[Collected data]

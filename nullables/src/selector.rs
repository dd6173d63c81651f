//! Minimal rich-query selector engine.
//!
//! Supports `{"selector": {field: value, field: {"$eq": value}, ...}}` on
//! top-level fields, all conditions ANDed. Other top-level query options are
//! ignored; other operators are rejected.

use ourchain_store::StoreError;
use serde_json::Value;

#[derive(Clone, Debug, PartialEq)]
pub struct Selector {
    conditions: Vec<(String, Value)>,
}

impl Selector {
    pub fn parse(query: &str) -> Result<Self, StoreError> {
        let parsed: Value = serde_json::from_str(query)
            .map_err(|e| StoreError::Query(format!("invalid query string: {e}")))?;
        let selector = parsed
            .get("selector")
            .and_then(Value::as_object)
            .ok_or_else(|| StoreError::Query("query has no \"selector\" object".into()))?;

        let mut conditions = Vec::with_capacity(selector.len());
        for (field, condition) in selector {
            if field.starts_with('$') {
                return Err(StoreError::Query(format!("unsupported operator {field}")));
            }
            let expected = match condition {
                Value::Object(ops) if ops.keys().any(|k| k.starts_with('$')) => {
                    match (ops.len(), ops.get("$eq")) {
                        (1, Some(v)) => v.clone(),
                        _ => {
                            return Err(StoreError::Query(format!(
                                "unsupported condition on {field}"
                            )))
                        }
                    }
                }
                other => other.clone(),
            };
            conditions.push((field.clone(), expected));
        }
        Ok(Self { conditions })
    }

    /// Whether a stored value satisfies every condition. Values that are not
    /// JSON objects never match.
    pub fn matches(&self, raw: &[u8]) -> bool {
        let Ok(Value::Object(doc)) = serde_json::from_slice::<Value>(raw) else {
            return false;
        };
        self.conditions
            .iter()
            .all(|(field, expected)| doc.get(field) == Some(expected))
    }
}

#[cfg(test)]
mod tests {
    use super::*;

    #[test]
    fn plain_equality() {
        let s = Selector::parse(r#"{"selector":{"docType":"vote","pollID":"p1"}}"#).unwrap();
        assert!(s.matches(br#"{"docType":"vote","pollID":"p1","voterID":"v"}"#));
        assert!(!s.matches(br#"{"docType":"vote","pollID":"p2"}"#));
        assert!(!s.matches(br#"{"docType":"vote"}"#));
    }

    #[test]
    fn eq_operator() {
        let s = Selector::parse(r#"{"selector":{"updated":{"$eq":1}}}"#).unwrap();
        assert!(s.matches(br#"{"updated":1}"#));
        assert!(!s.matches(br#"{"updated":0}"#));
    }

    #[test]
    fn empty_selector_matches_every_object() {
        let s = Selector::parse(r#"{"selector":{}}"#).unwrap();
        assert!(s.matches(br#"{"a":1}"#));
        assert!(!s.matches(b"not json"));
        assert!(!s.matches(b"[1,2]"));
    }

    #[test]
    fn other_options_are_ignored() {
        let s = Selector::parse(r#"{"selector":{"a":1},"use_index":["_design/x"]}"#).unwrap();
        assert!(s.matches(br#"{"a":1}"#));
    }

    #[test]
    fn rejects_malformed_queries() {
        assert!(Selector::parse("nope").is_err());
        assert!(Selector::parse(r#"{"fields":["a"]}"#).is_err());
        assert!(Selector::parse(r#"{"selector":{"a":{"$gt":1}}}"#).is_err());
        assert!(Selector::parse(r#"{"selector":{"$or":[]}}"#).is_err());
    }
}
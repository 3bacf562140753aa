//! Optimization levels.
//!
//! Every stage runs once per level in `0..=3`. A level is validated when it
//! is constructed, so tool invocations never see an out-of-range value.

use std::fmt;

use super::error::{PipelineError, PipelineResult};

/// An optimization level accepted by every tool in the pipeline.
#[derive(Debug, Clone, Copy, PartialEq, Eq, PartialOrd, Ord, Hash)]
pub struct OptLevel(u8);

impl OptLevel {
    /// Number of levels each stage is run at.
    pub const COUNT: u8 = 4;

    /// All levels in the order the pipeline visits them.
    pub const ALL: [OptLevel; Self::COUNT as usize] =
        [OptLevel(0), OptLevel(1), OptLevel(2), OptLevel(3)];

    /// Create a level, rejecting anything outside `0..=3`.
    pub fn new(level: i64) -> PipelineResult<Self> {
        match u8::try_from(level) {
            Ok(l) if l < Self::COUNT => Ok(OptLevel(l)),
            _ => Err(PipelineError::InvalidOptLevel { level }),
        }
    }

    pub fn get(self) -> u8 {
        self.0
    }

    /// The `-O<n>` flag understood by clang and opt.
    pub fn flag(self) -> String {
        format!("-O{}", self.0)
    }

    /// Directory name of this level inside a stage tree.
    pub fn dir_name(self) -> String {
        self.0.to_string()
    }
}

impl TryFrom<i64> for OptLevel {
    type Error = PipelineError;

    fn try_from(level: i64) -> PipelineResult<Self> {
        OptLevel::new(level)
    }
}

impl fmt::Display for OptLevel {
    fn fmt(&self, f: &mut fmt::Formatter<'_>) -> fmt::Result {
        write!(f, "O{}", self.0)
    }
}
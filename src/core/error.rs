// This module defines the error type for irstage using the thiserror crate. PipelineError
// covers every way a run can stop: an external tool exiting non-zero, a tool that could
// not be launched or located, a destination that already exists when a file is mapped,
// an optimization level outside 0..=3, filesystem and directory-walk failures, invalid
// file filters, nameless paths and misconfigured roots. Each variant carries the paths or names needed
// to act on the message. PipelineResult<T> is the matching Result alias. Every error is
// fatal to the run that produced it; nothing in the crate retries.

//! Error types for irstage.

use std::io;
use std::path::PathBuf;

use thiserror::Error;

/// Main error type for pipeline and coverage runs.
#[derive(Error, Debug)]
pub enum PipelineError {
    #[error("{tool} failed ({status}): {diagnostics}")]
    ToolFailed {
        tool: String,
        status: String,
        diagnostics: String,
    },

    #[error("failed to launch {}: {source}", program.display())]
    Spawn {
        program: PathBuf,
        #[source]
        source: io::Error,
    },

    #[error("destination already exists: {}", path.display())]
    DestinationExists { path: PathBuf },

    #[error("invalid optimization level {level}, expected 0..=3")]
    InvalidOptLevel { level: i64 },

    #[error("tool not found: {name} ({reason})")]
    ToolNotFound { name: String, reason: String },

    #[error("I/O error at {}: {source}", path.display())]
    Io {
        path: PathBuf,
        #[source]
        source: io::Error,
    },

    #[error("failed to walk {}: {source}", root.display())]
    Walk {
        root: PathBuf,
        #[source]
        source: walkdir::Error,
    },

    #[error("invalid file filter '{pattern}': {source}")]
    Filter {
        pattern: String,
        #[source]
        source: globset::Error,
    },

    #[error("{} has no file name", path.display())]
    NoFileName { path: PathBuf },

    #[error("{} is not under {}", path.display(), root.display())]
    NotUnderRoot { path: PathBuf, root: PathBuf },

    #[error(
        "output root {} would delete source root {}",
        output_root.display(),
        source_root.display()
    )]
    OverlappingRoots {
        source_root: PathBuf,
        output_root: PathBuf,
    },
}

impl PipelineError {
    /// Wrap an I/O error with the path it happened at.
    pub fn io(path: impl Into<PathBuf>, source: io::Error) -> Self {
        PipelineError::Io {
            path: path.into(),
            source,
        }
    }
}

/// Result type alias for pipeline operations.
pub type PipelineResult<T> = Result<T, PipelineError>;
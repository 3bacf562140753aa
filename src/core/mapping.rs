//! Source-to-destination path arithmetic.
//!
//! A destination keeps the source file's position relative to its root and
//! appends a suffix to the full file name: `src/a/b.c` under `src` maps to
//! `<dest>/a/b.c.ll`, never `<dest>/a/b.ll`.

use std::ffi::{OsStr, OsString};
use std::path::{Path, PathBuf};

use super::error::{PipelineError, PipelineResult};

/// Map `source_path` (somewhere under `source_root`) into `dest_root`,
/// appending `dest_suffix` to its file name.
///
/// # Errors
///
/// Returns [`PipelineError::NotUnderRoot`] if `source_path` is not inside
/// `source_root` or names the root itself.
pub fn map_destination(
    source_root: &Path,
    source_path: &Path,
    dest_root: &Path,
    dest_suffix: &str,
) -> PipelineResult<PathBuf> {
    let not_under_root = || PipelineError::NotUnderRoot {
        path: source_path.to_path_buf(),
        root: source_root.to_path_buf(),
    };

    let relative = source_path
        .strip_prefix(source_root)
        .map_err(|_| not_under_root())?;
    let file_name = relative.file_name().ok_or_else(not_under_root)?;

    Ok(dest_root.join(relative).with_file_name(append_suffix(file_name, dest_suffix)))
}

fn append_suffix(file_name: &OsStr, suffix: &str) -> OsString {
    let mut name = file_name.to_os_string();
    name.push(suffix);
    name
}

...

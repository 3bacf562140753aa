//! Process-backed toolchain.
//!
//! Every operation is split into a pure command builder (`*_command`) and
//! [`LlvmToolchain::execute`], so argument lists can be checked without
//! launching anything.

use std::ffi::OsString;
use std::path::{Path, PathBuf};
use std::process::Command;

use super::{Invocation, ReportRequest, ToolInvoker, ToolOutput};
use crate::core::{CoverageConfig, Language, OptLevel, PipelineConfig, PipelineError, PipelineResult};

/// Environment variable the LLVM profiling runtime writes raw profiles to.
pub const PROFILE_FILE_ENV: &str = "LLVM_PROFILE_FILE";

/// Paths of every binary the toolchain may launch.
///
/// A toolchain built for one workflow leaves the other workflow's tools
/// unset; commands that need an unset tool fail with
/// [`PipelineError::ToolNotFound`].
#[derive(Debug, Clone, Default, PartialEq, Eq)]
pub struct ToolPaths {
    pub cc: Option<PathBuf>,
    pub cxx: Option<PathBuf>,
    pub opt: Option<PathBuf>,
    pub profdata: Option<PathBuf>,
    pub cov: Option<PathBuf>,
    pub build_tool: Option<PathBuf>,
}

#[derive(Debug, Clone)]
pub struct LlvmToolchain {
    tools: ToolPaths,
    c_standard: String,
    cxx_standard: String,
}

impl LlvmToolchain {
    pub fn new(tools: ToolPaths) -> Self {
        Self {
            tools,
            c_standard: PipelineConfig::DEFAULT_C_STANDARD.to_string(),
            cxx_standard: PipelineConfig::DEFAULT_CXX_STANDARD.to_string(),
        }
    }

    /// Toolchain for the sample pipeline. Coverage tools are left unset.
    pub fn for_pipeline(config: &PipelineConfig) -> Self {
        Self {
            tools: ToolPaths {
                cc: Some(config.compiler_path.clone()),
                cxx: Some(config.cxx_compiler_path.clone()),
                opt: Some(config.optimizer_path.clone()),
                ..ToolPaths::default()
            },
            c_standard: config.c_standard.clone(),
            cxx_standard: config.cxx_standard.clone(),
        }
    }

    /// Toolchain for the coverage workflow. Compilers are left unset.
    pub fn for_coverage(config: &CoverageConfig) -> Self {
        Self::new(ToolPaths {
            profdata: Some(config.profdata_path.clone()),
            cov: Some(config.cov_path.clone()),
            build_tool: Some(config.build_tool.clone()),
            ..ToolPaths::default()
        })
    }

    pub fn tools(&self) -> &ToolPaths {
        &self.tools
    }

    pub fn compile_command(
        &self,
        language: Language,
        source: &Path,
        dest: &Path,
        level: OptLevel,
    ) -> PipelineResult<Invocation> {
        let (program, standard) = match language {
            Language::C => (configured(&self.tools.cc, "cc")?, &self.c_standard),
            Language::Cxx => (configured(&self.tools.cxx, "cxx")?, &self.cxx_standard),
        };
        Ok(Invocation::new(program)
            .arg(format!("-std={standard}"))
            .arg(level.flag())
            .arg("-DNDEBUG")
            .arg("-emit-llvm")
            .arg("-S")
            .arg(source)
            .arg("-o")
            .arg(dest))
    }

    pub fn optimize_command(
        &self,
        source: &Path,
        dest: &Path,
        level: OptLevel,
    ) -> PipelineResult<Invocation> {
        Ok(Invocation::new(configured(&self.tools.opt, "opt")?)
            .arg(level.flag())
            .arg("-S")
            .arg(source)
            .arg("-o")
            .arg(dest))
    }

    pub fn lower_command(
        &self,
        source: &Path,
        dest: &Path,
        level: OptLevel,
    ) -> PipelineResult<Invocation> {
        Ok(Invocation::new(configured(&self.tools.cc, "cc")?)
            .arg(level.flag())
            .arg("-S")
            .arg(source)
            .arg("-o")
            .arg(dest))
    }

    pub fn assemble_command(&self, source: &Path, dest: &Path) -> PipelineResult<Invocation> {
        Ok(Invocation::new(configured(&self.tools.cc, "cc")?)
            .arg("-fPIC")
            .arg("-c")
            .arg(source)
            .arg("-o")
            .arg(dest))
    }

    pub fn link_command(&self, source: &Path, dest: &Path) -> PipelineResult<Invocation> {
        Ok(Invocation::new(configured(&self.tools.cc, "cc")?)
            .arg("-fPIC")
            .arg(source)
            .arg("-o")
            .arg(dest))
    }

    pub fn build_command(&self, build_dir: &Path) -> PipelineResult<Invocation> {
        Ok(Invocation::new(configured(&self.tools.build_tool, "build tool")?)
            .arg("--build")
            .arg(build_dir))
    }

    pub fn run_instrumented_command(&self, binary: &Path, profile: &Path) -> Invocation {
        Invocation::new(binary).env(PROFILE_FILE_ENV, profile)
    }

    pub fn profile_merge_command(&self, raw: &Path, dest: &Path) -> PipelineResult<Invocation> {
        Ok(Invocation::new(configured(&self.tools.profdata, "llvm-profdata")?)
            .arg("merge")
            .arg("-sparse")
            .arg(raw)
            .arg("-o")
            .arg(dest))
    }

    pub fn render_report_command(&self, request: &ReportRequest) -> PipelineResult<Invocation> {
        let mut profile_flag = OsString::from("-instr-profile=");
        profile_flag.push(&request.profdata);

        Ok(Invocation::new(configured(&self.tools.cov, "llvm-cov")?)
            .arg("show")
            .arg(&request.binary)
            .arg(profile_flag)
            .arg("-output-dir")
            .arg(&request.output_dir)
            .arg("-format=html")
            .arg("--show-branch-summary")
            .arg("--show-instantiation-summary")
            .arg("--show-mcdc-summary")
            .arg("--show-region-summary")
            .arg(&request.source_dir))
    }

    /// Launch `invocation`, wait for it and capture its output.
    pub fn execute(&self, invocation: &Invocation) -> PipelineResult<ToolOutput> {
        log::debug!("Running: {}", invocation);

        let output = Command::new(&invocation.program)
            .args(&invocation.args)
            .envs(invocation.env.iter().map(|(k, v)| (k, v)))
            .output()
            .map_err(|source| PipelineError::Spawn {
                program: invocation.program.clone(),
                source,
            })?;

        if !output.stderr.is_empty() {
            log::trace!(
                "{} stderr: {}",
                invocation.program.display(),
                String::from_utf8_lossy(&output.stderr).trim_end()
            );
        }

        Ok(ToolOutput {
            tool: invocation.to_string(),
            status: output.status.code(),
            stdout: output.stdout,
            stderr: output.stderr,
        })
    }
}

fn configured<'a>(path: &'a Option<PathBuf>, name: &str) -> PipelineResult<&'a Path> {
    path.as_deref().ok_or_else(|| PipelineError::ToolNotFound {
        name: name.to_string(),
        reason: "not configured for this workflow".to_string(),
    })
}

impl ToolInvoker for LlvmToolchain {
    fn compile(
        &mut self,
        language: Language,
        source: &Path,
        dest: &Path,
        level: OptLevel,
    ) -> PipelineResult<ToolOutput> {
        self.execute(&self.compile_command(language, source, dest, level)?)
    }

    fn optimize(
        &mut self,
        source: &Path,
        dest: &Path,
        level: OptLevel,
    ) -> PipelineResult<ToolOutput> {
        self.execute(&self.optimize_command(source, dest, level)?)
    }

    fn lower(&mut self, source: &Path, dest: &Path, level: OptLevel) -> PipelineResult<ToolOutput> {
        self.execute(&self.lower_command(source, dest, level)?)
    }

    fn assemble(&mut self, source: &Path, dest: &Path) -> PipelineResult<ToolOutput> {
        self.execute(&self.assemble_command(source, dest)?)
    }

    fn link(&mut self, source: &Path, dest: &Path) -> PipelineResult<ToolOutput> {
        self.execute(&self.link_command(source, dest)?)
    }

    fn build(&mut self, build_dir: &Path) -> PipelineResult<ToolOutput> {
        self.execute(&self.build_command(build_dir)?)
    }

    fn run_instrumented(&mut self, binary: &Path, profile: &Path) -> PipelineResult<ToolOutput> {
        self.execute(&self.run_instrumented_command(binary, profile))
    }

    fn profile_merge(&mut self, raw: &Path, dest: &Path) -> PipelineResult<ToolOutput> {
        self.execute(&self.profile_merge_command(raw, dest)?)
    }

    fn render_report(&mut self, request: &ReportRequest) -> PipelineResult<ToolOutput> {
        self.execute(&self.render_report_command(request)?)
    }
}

TASK TO CARRY OUT -
Your task is to copy every line of the entries that contains the string "NotUnderRoot".

ANSWER SPACE -
    NotUnderRoot { path: PathBuf, root: PathBuf },
/// Returns [`PipelineError::NotUnderRoot`] if `source_path` is not inside
    let not_under_root = || PipelineError::NotUnderRoot {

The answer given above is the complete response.